EXTH-39. BENCH TO BEDSIDE NEURO-ONCOLOGY: ADVOCATING FOR A CLINICALLY RELEVANT STRATEGY

Abstract

Abstract INTRODUCTION Therapeutic successes in neuro-oncology have lagged dramatically behind exciting laboratory discoveries, and successful translation of promising laboratory findings into clinical practice is rare. We hypothesize that one important reason for this discordance is the use of very different paradigms for designing laboratory and clinical trials, and that utilizing clinically relevant procedures could improve laboratory study impact. METHODS We identified all pre-clinical neuro-oncology therapeutic trials published in four high-impact journals between 11/2018 and 4/2019, and assigned a level of evidence (LOE) to each study using the American Academy of Neurology evidence classification system. We also extracted details about statistical techniques, funding, and institutional setting.
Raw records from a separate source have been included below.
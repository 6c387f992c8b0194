//! Document assembly: plan in, renderable pages out.
//!
//! [`assemble`] is a pure fold over a [`PagePlan`]: it resolves header
//! strings through the [`FormattingPort`] and slices computed lines into
//! page sections, but recomputes no tax amounts and no heights. Supplying
//! a plan without its aggregate bundle is a programming-contract
//! violation and fails loudly rather than rendering blanks.

use chalan_layout::PagePlan;
use chalan_tax::Classification;
use chalan_traits::FormattingPort;
use chalan_types::{
    BankAccount, Company, DocumentHeader, HsnSummaryRow, Page, PageSection, Party, PartyBlock,
    Transaction,
};
use thiserror::Error;

#[derive(Error, Debug, Clone, PartialEq, Eq)]
pub enum AssembleError {
    #[error("Plan flags a last page but no aggregate totals were supplied")]
    MissingAggregates,
    #[error("Plan flags a last page but no tax summary was supplied")]
    MissingTaxSummary,
    #[error("Plan covers {planned} items but {actual} computed lines were supplied")]
    PlanMismatch { planned: usize, actual: usize },
    #[error("Plan does not end on a last page; the footer blocks have nowhere to go")]
    NoLastPage,
}

/// The input records a document is assembled from. Bank details are
/// optional; proforma invoices conventionally pass `None`.
#[derive(Debug, Clone, Copy)]
pub struct DocumentSource<'a> {
    pub transaction: &'a Transaction,
    pub company: &'a Company,
    pub party: &'a Party,
    pub shipping: Option<&'a Party>,
    pub bank: Option<&'a BankAccount>,
}

fn party_block(
    name: &str,
    address: &str,
    state: Option<&str>,
    gstin: Option<&str>,
    phone: Option<&str>,
    formatter: &dyn FormattingPort,
) -> PartyBlock {
    PartyBlock {
        name: name.to_string(),
        address: address.to_string(),
        state_line: state.map(|s| match formatter.state_code(s) {
            Some(code) => format!("{s} ({code})"),
            None => s.to_string(),
        }),
        gstin: gstin.map(String::from),
        phone: phone.map(|p| formatter.phone(p)),
    }
}

fn build_header(source: &DocumentSource<'_>, formatter: &dyn FormattingPort) -> DocumentHeader {
    let t = source.transaction;
    DocumentHeader {
        title: t.kind.title().to_string(),
        number: t.number.clone(),
        date: formatter.date(t.date),
        due_date: t.due_date.map(|d| formatter.date(d)),
        po_number: t.po_number.clone(),
        company: party_block(
            &source.company.name,
            &source.company.address,
            source.company.state.as_deref(),
            source.company.gstin.as_deref(),
            source.company.phone.as_deref(),
            formatter,
        ),
        party: party_block(
            &source.party.name,
            &source.party.address,
            source.party.state.as_deref(),
            source.party.gstin.as_deref(),
            source.party.phone.as_deref(),
            formatter,
        ),
        shipping: source.shipping.map(|s| {
            party_block(
                &s.name,
                &s.address,
                s.state.as_deref(),
                s.gstin.as_deref(),
                s.phone.as_deref(),
                formatter,
            )
        }),
    }
}

/// Walks the plan and emits one [`Page`] per planned page.
///
/// Every page carries `Header`, `TableHeader`, `ItemRows` and
/// `PageNumber`; exactly the last page additionally carries `TotalsRow`,
/// `TaxSummary`, `WordsLine`, `BankAndSignature` and, when the
/// transaction has notes, `Notes`. Serial numbering runs across pages
/// through each section's `start_index`.
pub fn assemble(
    plan: &PagePlan,
    source: &DocumentSource<'_>,
    classification: Option<&Classification>,
    summary: Option<&[HsnSummaryRow]>,
    formatter: &dyn FormattingPort,
) -> Result<Vec<Page>, AssembleError> {
    let classification = classification.ok_or(AssembleError::MissingAggregates)?;
    let summary = summary.ok_or(AssembleError::MissingTaxSummary)?;

    if !plan.pages.last().is_some_and(|p| p.is_last) {
        return Err(AssembleError::NoLastPage);
    }

    let lines = &classification.lines;
    let planned_items = plan.item_count();
    if planned_items != lines.len() {
        return Err(AssembleError::PlanMismatch {
            planned: planned_items,
            actual: lines.len(),
        });
    }

    let header = build_header(source, formatter);
    let total_pages = plan.page_count();
    let mut pages = Vec::with_capacity(total_pages);
    let mut offset = 0;

    for (pos, planned) in plan.pages.iter().enumerate() {
        if planned.first_item != offset {
            return Err(AssembleError::PlanMismatch {
                planned: planned.first_item,
                actual: offset,
            });
        }
        offset += planned.item_count;

        let mut sections = vec![
            PageSection::Header(header.clone()),
            PageSection::TableHeader {
                regime: classification.regime,
            },
            PageSection::ItemRows {
                start_index: planned.first_item,
                rows: lines[planned.range()].to_vec(),
            },
        ];

        if planned.is_last {
            sections.push(PageSection::TotalsRow(classification.totals.clone()));
            sections.push(PageSection::TaxSummary(summary.to_vec()));
            sections.push(PageSection::WordsLine(
                formatter.number_to_words(classification.totals.total),
            ));
            sections.push(PageSection::BankAndSignature {
                bank: source.bank.cloned(),
                signatory: source.company.signatory.clone(),
            });
            if let Some(notes) = source.transaction.notes.as_deref() {
                sections.push(PageSection::Notes(notes.to_string()));
            }
        }

        sections.push(PageSection::PageNumber {
            index: pos + 1,
            total: total_pages,
        });

        pages.push(Page {
            number: pos + 1,
            sections,
        });
    }

    log::debug!(
        "assembled {} pages for document {}",
        pages.len(),
        source.transaction.number
    );
    Ok(pages)
}
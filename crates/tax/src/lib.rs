//! Tax classification and HSN/SAC aggregation.
//!
//! [`classifier::classify`] turns raw line items plus a [`chalan_types::TaxContext`]
//! into computed lines under a single document-wide tax regime;
//! [`hsn::aggregate`] folds computed lines into the per-(code, rate)
//! summary rows of the tax table. Both are pure functions over in-memory
//! data and hold no state across calls.

pub mod classifier;
pub mod hsn;

pub use classifier::{Classification, TaxError, classify};
pub use hsn::aggregate;
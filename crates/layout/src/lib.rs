//! Height estimation and pagination planning.
//!
//! [`estimate::HeightEstimator`] approximates wrapped-line counts without a
//! text-shaping pass; [`planner::plan`] partitions computed lines into
//! pages against the [`budgets::LayoutBudgets`] tunables, reserving room
//! for the last-page footer blocks and avoiding a near-empty trailing
//! page. Planning is a pure computation and always yields a full plan:
//! degenerate budgets fall back to fixed-size pages and are reported as a
//! flag, never as an error.

pub mod budgets;
pub mod estimate;
pub mod planner;

pub use budgets::LayoutBudgets;
pub use estimate::HeightEstimator;
pub use planner::{PagePlan, PlannedPage, plan};

/// Tolerance for floating point fit checks throughout the planner.
pub(crate) const FIT_EPSILON: f32 = 0.01;
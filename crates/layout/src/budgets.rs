/// Fixed height budgets and estimator constants for pagination, in the
/// same unit as the renderer's page (points for PDF-style backends).
///
/// All fields have documented defaults sized for an A4 page at typical
/// invoice margins; callers override any subset via struct update syntax:
///
/// ```
/// use chalan_layout::LayoutBudgets;
///
/// let budgets = LayoutBudgets {
///     page_usable_height: 680.0,
///     ..LayoutBudgets::default()
/// };
/// ```
#[derive(Debug, Clone, Copy, PartialEq)]
pub struct LayoutBudgets {
    /// Vertical space available for content on one page, after the page
    /// margins. Defaults to `770.0`.
    pub page_usable_height: f32,
    /// Height of the document header block (title, numbers, address
    /// blocks), rendered on every page. Defaults to `150.0`.
    pub header_height: f32,
    /// Height of the item-table column header row, rendered on every
    /// page. Defaults to `24.0`.
    pub table_header_height: f32,
    /// Height of one wrapped text line inside an item row. Defaults to
    /// `12.0`.
    pub line_height: f32,
    /// Vertical padding added to every item row on top of its wrapped
    /// lines. Defaults to `8.0`.
    pub vertical_padding: f32,
    /// Average glyph width as a fraction of the font size, used by the
    /// wrap estimator. Defaults to `0.5`.
    pub char_width_factor: f32,
    /// Horizontal padding subtracted from a column width before wrap
    /// estimation. Defaults to `4.0`.
    pub cell_padding: f32,
    /// Space reserved at the bottom of the last page for the footer
    /// blocks: totals, tax summary, amount in words, bank and signature,
    /// page footer and a safety buffer. Regular pages reserve nothing.
    /// Defaults to `260.0`.
    pub last_page_footer_reserve: f32,
    /// Items per page when the budgets degenerate (a non-positive
    /// capacity), instead of looping or emitting empty pages. Defaults to
    /// `12`.
    pub fallback_items_per_page: usize,
    /// Width of the item-name column, the one wrap-estimated per row.
    /// Defaults to `180.0`.
    pub name_column_width: f32,
    /// Font size of item-row text, feeding the wrap estimator. Defaults
    /// to `9.0`.
    pub body_font_size: f32,
}

impl Default for LayoutBudgets {
    fn default() -> Self {
        Self {
            page_usable_height: 770.0,
            header_height: 150.0,
            table_header_height: 24.0,
            line_height: 12.0,
            vertical_padding: 8.0,
            char_width_factor: 0.5,
            cell_padding: 4.0,
            last_page_footer_reserve: 260.0,
            fallback_items_per_page: 12,
            name_column_width: 180.0,
            body_font_size: 9.0,
        }
    }
}

impl LayoutBudgets {
    /// Row capacity of a page that carries no footer blocks.
    pub fn regular_budget(&self) -> f32 {
        self.page_usable_height - self.header_height - self.table_header_height
    }

    /// Row capacity of the final page, after the footer reserve.
    pub fn last_budget(&self) -> f32 {
        self.regular_budget() - self.last_page_footer_reserve
    }
}
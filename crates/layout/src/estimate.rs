use crate::FIT_EPSILON;
use crate::budgets::LayoutBudgets;

/// Estimates wrapped-line counts and row heights from an average
/// character width, without shaping any text.
///
/// This is a heuristic: every glyph is assumed `font_size *
/// char_width_factor` wide and wrapping is a greedy word fill, so the
/// result tracks a real layout pass closely for tabular content but is
/// not pixel-accurate. Consumers size budgets with a safety buffer rather
/// than relying on exact heights.
#[derive(Debug, Clone, Copy)]
pub struct HeightEstimator {
    line_height: f32,
    vertical_padding: f32,
    char_width_factor: f32,
    cell_padding: f32,
}

impl HeightEstimator {
    pub fn new(budgets: &LayoutBudgets) -> Self {
        Self {
            line_height: budgets.line_height,
            vertical_padding: budgets.vertical_padding,
            char_width_factor: budgets.char_width_factor,
            cell_padding: budgets.cell_padding,
        }
    }

    /// Number of wrapped lines `text` occupies in a column of
    /// `column_width`. Explicit line breaks split first; each segment is
    /// then greedily word-filled. Always at least 1.
    pub fn estimate_lines(&self, text: &str, column_width: f32, font_size: f32) -> usize {
        let char_width = (font_size * self.char_width_factor).max(0.1);
        let usable = (column_width - self.cell_padding).max(char_width);

        text.split('\n')
            .map(|segment| wrap_segment(segment, usable, char_width))
            .sum::<usize>()
            .max(1)
    }

    /// Estimated height of one item row holding `text` in its wrapping
    /// column.
    pub fn row_height(&self, text: &str, column_width: f32, font_size: f32) -> f32 {
        self.estimate_lines(text, column_width, font_size) as f32 * self.line_height
            + self.vertical_padding
    }
}

/// Greedy line fill over one break-free segment. A word wider than the
/// column still occupies a single estimated line; intra-word breaking is
/// below this heuristic's resolution.
fn wrap_segment(segment: &str, usable: f32, char_width: f32) -> usize {
    let mut lines = 1usize;
    let mut width = 0.0f32;

    for word in segment.split_whitespace() {
        let word_width = word.chars().count() as f32 * char_width;
        let candidate = if width > 0.0 {
            width + char_width + word_width
        } else {
            word_width
        };
        if candidate > usable + FIT_EPSILON && width > 0.0 {
            lines += 1;
            width = word_width;
        } else {
            width = candidate;
        }
    }
    lines
}

#[cfg(test)]
mod tests {
    use super::*;

    fn estimator() -> HeightEstimator {
        HeightEstimator::new(&LayoutBudgets::default())
    }

    #[test]
    fn empty_text_occupies_one_line() {
        assert_eq!(estimator().estimate_lines("", 180.0, 9.0), 1);
    }

    #[test]
    fn short_text_stays_on_one_line() {
        assert_eq!(estimator().estimate_lines("Widget", 180.0, 9.0), 1);
    }

    #[test]
    fn explicit_breaks_add_lines() {
        let e = estimator();
        assert_eq!(e.estimate_lines("a\nb\nc", 180.0, 9.0), 3);
    }

    #[test]
    fn long_text_wraps() {
        let e = estimator();
        let text = "a very long product description that cannot possibly fit on one line";
        assert!(e.estimate_lines(text, 60.0, 9.0) > 1);
    }

    #[test]
    fn monotone_in_text_length() {
        let e = estimator();
        let mut previous = 0;
        let mut text = String::new();
        for i in 0..40 {
            text.push_str(&format!("word{} ", i));
            let lines = e.estimate_lines(&text, 80.0, 9.0);
            assert!(lines >= previous, "lines dropped as text grew");
            previous = lines;
        }
    }

    #[test]
    fn monotone_in_column_width() {
        let e = estimator();
        let text = "several words that will wrap differently at different widths";
        let mut previous = usize::MAX;
        for width in [40.0, 60.0, 80.0, 120.0, 200.0, 400.0] {
            let lines = e.estimate_lines(text, width, 9.0);
            assert!(lines <= previous, "wider column produced more lines");
            previous = lines;
        }
    }

    #[test]
    fn row_height_scales_with_lines() {
        let e = estimator();
        let one = e.row_height("short", 180.0, 9.0);
        let many = e.row_height("short\nbut\ntall", 180.0, 9.0);
        assert!(many > one);
        let budgets = LayoutBudgets::default();
        assert_eq!(one, budgets.line_height + budgets.vertical_padding);
    }
}
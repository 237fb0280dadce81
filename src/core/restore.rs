/// Restore orchestration
///
/// Drives the import flow end to end: resolve the backup file, read
/// and parse it, validate the minimal shape, ask for explicit
/// confirmation, write the recognized entries into the store, then
/// signal the app to reload. The flow is linear; nothing is written
/// before the user confirms, and a rejected or cancelled run leaves
/// the store untouched.

use anyhow::{Context, Result};
use std::path::PathBuf;
use thiserror::Error;

use crate::core::backup::BackupDocument;
use crate::core::prompt::Prompter;
use crate::core::reload::Reloader;
use crate::core::store::StageStore;

#[derive(Debug, Error)]
pub enum RestoreError {
    #[error("Could not read backup file {}: {}", .path.display(), .source)]
    Read {
        path: PathBuf,
        #[source]
        source: std::io::Error,
    },

    #[error("Invalid file: the selected file is not valid JSON")]
    Parse(#[source] serde_json::Error),

    #[error("Invalid backup: no shows or performances data found")]
    Validation,
}

/// How an import run ended. Rejected runs have already been reported
/// to the user through the prompter.
#[derive(Debug)]
pub enum RestoreOutcome {
    Completed { keys_written: usize },
    Cancelled,
    Rejected(RestoreError),
}

pub struct RestoreManager<'a> {
    store: &'a mut dyn StageStore,
    prompter: &'a dyn Prompter,
    reloader: &'a dyn Reloader,
}

impl<'a> RestoreManager<'a> {
    pub fn new(
        store: &'a mut dyn StageStore,
        prompter: &'a dyn Prompter,
        reloader: &'a dyn Reloader,
    ) -> Self {
        Self {
            store,
            prompter,
            reloader,
        }
    }

    /// Run one import. `file` skips the selection prompt; otherwise the
    /// prompter asks for a path. Cancelling the selection or declining
    /// the confirmation ends the run silently with no writes.
    pub async fn begin_import(&mut self, file: Option<PathBuf>) -> Result<RestoreOutcome> {
        let path = match file {
            Some(path) => path,
            None => match self.prompter.pick_file()? {
                Some(path) => path,
                None => return Ok(RestoreOutcome::Cancelled),
            },
        };

        let text = match tokio::fs::read_to_string(&path).await {
            Ok(text) => text,
            Err(source) => {
                return Ok(self.reject(RestoreError::Read { path, source }));
            }
        };

        let document = match BackupDocument::parse(&text) {
            Ok(document) => document,
            Err(e) => return Ok(self.reject(RestoreError::Parse(e))),
        };

        if !document.is_valid() {
            return Ok(self.reject(RestoreError::Validation));
        }

        let file_name = path
            .file_name()
            .map(|n| n.to_string_lossy().to_string())
            .unwrap_or_else(|| path.display().to_string());

        let question = format!(
            "Restore backup from \"{}\"? This overwrites your current StageLog data",
            file_name
        );
        if !self.prompter.confirm(&question)? {
            return Ok(RestoreOutcome::Cancelled);
        }

        let keys_written = document.apply_to(self.store);
        self.store
            .persist()
            .context("Failed to persist restored entries")?;

        self.prompter.info(&format!(
            "✓ Backup restored ({} entries written), reloading StageLog",
            keys_written
        ));

        self.reloader
            .request_reload()
            .context("Failed to signal application reload")?;

        Ok(RestoreOutcome::Completed { keys_written })
    }

    fn reject(&self, error: RestoreError) -> RestoreOutcome {
        self.prompter.alert(&error.to_string());
        RestoreOutcome::Rejected(error)
    }
}

/// Display the manual restore procedure. No data access.
pub fn show_instructions(prompter: &dyn Prompter) {
    prompter.info("StageLog restore procedure:");
    prompter.info("");
    prompter.info("  1. Create a backup on the machine that has your data:");
    prompter.info("       stagelog-cli backup create");
    prompter.info("  2. Start the restore and pick the backup file:");
    prompter.info("       stagelog-cli restore <file.json>");
    prompter.info("     (or run 'stagelog-cli restore' and enter the path when asked)");
    prompter.info("  3. Confirm the overwrite when prompted");
    prompter.info("");
    prompter.info("Restoring overwrites the shows, performances, access schemes and");
    prompter.info("theme entries in your StageLog profile, then reloads the app.");
}
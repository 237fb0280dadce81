pub mod constants;
pub mod helpers;
pub mod app_config;

pub use constants::*;
pub use helpers::*;
pub use app_config::AppConfig;
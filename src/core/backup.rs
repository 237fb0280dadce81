/// Backup document model and export handling
///
/// A backup is a single JSON object holding the StageLog datasets as
/// opaque JSON values plus the user's theme preference. Fields are
/// independently optional; a document counts as a StageLog backup only
/// if it carries at least one of the shows or performances datasets.
/// Values are trusted and written to the store verbatim.

use anyhow::{bail, Context, Result};
use chrono::{DateTime, Local};
use serde::{Deserialize, Serialize};
use serde_json::Value;
use std::fs;
use std::path::{Path, PathBuf};

use crate::core::store::StageStore;
use crate::utils::{
    default_backup_filename, BACKUP_FILE_PREFIX, KEY_ACCESS_SCHEMES, KEY_PERFORMANCES, KEY_SHOWS,
    KEY_THEME,
};

#[derive(Debug, Clone, Default, Serialize, Deserialize)]
pub struct BackupDocument {
    #[serde(skip_serializing_if = "Option::is_none")]
    pub stagelog_shows: Option<Value>,

    #[serde(skip_serializing_if = "Option::is_none")]
    pub stagelog_performances: Option<Value>,

    #[serde(skip_serializing_if = "Option::is_none")]
    pub stagelog_access_schemes: Option<Value>,

    #[serde(skip_serializing_if = "Option::is_none")]
    pub user_preferences: Option<UserPreferences>,
}

#[derive(Debug, Clone, Default, Serialize, Deserialize)]
pub struct UserPreferences {
    #[serde(skip_serializing_if = "Option::is_none")]
    pub theme: Option<String>,
}

impl BackupDocument {
    /// Parse backup file contents. Unknown top-level fields are ignored.
    pub fn parse(text: &str) -> serde_json::Result<Self> {
        serde_json::from_str(text)
    }

    /// A document is a restorable StageLog backup only if it carries
    /// shows or performances data
    pub fn is_valid(&self) -> bool {
        self.stagelog_performances.is_some() || self.stagelog_shows.is_some()
    }

    pub fn theme(&self) -> Option<&str> {
        self.user_preferences
            .as_ref()
            .and_then(|p| p.theme.as_deref())
    }

    /// Write every recognized field present in the document into the
    /// store. Datasets are stored as compact JSON text, the theme as a
    /// plain string. Returns the number of keys written. Does not
    /// persist; the caller decides when to flush.
    pub fn apply_to(&self, store: &mut dyn StageStore) -> usize {
        let mut written = 0;

        let datasets = [
            (KEY_SHOWS, &self.stagelog_shows),
            (KEY_PERFORMANCES, &self.stagelog_performances),
            (KEY_ACCESS_SCHEMES, &self.stagelog_access_schemes),
        ];

        for (key, value) in datasets {
            if let Some(value) = value {
                store.set(key, value.to_string());
                written += 1;
            }
        }

        if let Some(theme) = self.theme() {
            store.set(KEY_THEME, theme.to_string());
            written += 1;
        }

        written
    }

    /// Build a document from the store's current recognized entries.
    /// Stored dataset entries are JSON text and are re-embedded as JSON
    /// values so the exported file stays a single readable object.
    pub fn from_store(store: &dyn StageStore) -> Result<Self> {
        let user_preferences = store.get(KEY_THEME).map(|theme| UserPreferences {
            theme: Some(theme.to_string()),
        });

        Ok(Self {
            stagelog_shows: read_dataset(store, KEY_SHOWS)?,
            stagelog_performances: read_dataset(store, KEY_PERFORMANCES)?,
            stagelog_access_schemes: read_dataset(store, KEY_ACCESS_SCHEMES)?,
            user_preferences,
        })
    }
}

fn read_dataset(store: &dyn StageStore, key: &str) -> Result<Option<Value>> {
    match store.get(key) {
        Some(text) => {
            let value: Value = serde_json::from_str(text)
                .with_context(|| format!("Stored entry {} is not valid JSON", key))?;
            Ok(Some(value))
        }
        None => Ok(None),
    }
}

/// Export the store's recognized entries to a backup file.
/// Refuses to write a file that would not pass restore validation.
pub fn write_backup(
    store: &dyn StageStore,
    output: Option<PathBuf>,
    backup_dir: &Path,
) -> Result<PathBuf> {
    let doc = BackupDocument::from_store(store)?;

    if !doc.is_valid() {
        bail!("Nothing to back up: the store holds no shows or performances data");
    }

    let path = match output {
        Some(path) => path,
        None => backup_dir.join(default_backup_filename()),
    };

    if let Some(parent) = path.parent() {
        fs::create_dir_all(parent)
            .context("Failed to create backup directory")?;
    }

    let content = serde_json::to_string_pretty(&doc)
        .context("Failed to serialize backup document")?;

    fs::write(&path, content)
        .with_context(|| format!("Failed to write backup file {}", path.display()))?;

    Ok(path)
}

/// A backup file found in the backup directory
#[derive(Debug, Clone)]
pub struct BackupFileInfo {
    pub path: PathBuf,
    pub size_bytes: u64,
    pub modified: DateTime<Local>,
}

/// List generated backup files, newest first
pub fn list_backups(backup_dir: &Path) -> Result<Vec<BackupFileInfo>> {
    let mut backups = Vec::new();

    if !backup_dir.exists() {
        return Ok(backups);
    }

    for entry in fs::read_dir(backup_dir).context("Failed to read backup directory")? {
        let entry = entry?;
        let path = entry.path();

        let name = match path.file_name().and_then(|n| n.to_str()) {
            Some(name) => name,
            None => continue,
        };

        if !name.starts_with(BACKUP_FILE_PREFIX) || !name.ends_with(".json") {
            continue;
        }

        let metadata = entry.metadata()?;
        let modified = metadata
            .modified()
            .map(DateTime::<Local>::from)
            .unwrap_or_else(|_| Local::now());

        backups.push(BackupFileInfo {
            path,
            size_bytes: metadata.len(),
            modified,
        });
    }

    backups.sort_by(|a, b| b.modified.cmp(&a.modified));

    Ok(backups)
}

#[cfg(test)]
mod tests {
    use super::*;
    use crate::core::store::MemoryStore;
    use serde_json::json;
    use tempfile::TempDir;

    #[test]
    fn test_parse_rejects_malformed_json() {
        assert!(BackupDocument::parse("{not json").is_err());
        assert!(BackupDocument::parse("").is_err());
    }

    #[test]
    fn test_validation_requires_identifying_field() {
        let empty = BackupDocument::parse("{}").unwrap();
        assert!(!empty.is_valid());

        let theme_only =
            BackupDocument::parse(r#"{"user_preferences":{"theme":"dark"}}"#).unwrap();
        assert!(!theme_only.is_valid());

        let shows_only = BackupDocument::parse(r#"{"stagelog_shows":[]}"#).unwrap();
        assert!(shows_only.is_valid());

        let performances_only =
            BackupDocument::parse(r#"{"stagelog_performances":[]}"#).unwrap();
        assert!(performances_only.is_valid());
    }

    #[test]
    fn test_unknown_fields_are_ignored() {
        let doc =
            BackupDocument::parse(r#"{"stagelog_shows":[],"exported_by":"stagelog"}"#).unwrap();
        assert!(doc.is_valid());
    }

    #[test]
    fn test_apply_writes_datasets_as_json_text_and_theme_verbatim() {
        let doc = BackupDocument::parse(
            r#"{
                "stagelog_shows": [{"id": 1}],
                "stagelog_performances": [],
                "stagelog_access_schemes": {"default": true},
                "user_preferences": {"theme": "dark"}
            }"#,
        )
        .unwrap();

        let mut store = MemoryStore::new();
        let written = doc.apply_to(&mut store);

        assert_eq!(written, 4);
        assert_eq!(store.get(KEY_SHOWS), Some(r#"[{"id":1}]"#));
        assert_eq!(store.get(KEY_PERFORMANCES), Some("[]"));
        assert_eq!(store.get(KEY_ACCESS_SCHEMES), Some(r#"{"default":true}"#));
        assert_eq!(store.get(KEY_THEME), Some("dark"));
    }

    #[test]
    fn test_apply_partial_document_writes_exactly_present_fields() {
        let doc = BackupDocument {
            stagelog_shows: Some(json!([1, 2, 3])),
            ..Default::default()
        };

        let mut store = MemoryStore::new();
        let written = doc.apply_to(&mut store);

        assert_eq!(written, 1);
        assert_eq!(store.len(), 1);
        assert_eq!(store.get(KEY_SHOWS), Some("[1,2,3]"));
    }

    #[test]
    fn test_export_then_restore_round_trips() {
        let tmp = TempDir::new().unwrap();

        let mut source = MemoryStore::new();
        source.set(KEY_SHOWS, r#"[{"id":1}]"#.to_string());
        source.set(KEY_PERFORMANCES, "[]".to_string());
        source.set(KEY_THEME, "light".to_string());

        let path = write_backup(&source, None, tmp.path()).unwrap();
        let text = std::fs::read_to_string(&path).unwrap();
        let doc = BackupDocument::parse(&text).unwrap();
        assert!(doc.is_valid());

        let mut target = MemoryStore::new();
        doc.apply_to(&mut target);

        assert_eq!(target.get(KEY_SHOWS), Some(r#"[{"id":1}]"#));
        assert_eq!(target.get(KEY_PERFORMANCES), Some("[]"));
        assert_eq!(target.get(KEY_THEME), Some("light"));
        assert_eq!(target.get(KEY_ACCESS_SCHEMES), None);
    }

    #[test]
    fn test_export_refuses_empty_store() {
        let tmp = TempDir::new().unwrap();
        let store = MemoryStore::new();

        assert!(write_backup(&store, None, tmp.path()).is_err());
    }

    #[test]
    fn test_list_backups_filters_by_name() {
        let tmp = TempDir::new().unwrap();
        std::fs::write(tmp.path().join("stagelog-backup-20240101-120000.json"), "{}").unwrap();
        std::fs::write(tmp.path().join("stagelog-backup-20240102-120000.json"), "{}").unwrap();
        std::fs::write(tmp.path().join("notes.txt"), "").unwrap();
        std::fs::write(tmp.path().join("storage.json"), "{}").unwrap();

        let backups = list_backups(tmp.path()).unwrap();
        assert_eq!(backups.len(), 2);
    }

    #[test]
    fn test_list_backups_missing_dir_is_empty() {
        let tmp = TempDir::new().unwrap();
        let backups = list_backups(&tmp.path().join("nope")).unwrap();
        assert!(backups.is_empty());
    }
}
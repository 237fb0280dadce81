// Build script to capture build timestamp

fn main() {
    let build_time = chrono::Local::now().format("%Y-%m-%d %H:%M:%S %Z").to_string();
    println!("cargo:rustc-env=BUILD_TIMESTAMP={}", build_time);

    // Note: Not using rerun-if-changed means this script runs on every build,
    // ensuring BUILD_TIMESTAMP is always current
}
pub mod store;
pub mod backup;
pub mod restore;
pub mod prompt;
pub mod reload;

pub use store::{LocalStore, StageStore};
pub use restore::RestoreManager;
pub use prompt::ConsolePrompter;
pub use reload::MarkerReloader;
RESULTS Of the 26 articles identified, 85% had a LOE of IV (highest-I, lowest-IV) and 15% were class III. Factors contributing to the low LOE included lack of randomization (65%) or allocation concealment (100%), absence of masked assessment (96%), and no comparison of treatment and control groups with respect to prognostically relevant characteristics (92%). Effect size and confidence interval reporting, power calculation, correction for multiple hypothesis testing, and multivariate analysis were absent in 92%, 92%, 100%, 88%, and 92% of studies respectively. The “reverse” analysis (starting with successful human trials and analyzing existing pre-clinical support studies) showed significantly more high quality laboratory studies supporting “successful” compared to “unsuccessful” trials (p=0.04). CONCLUSIONS When rigorous human clinical trials criteria are applied to therapeutic laboratory studies, laboratory study LOE is uniformly poor. For laboratory research intended to inform clinical trial design and improve clinical outcomes, this situation dooms most basic science research to fail in the clinical arena. The steps required to solve this problem are challenging but addressable, and costs associated with the solution are dwarfed by the expense of early phase human trials which are destine to failure.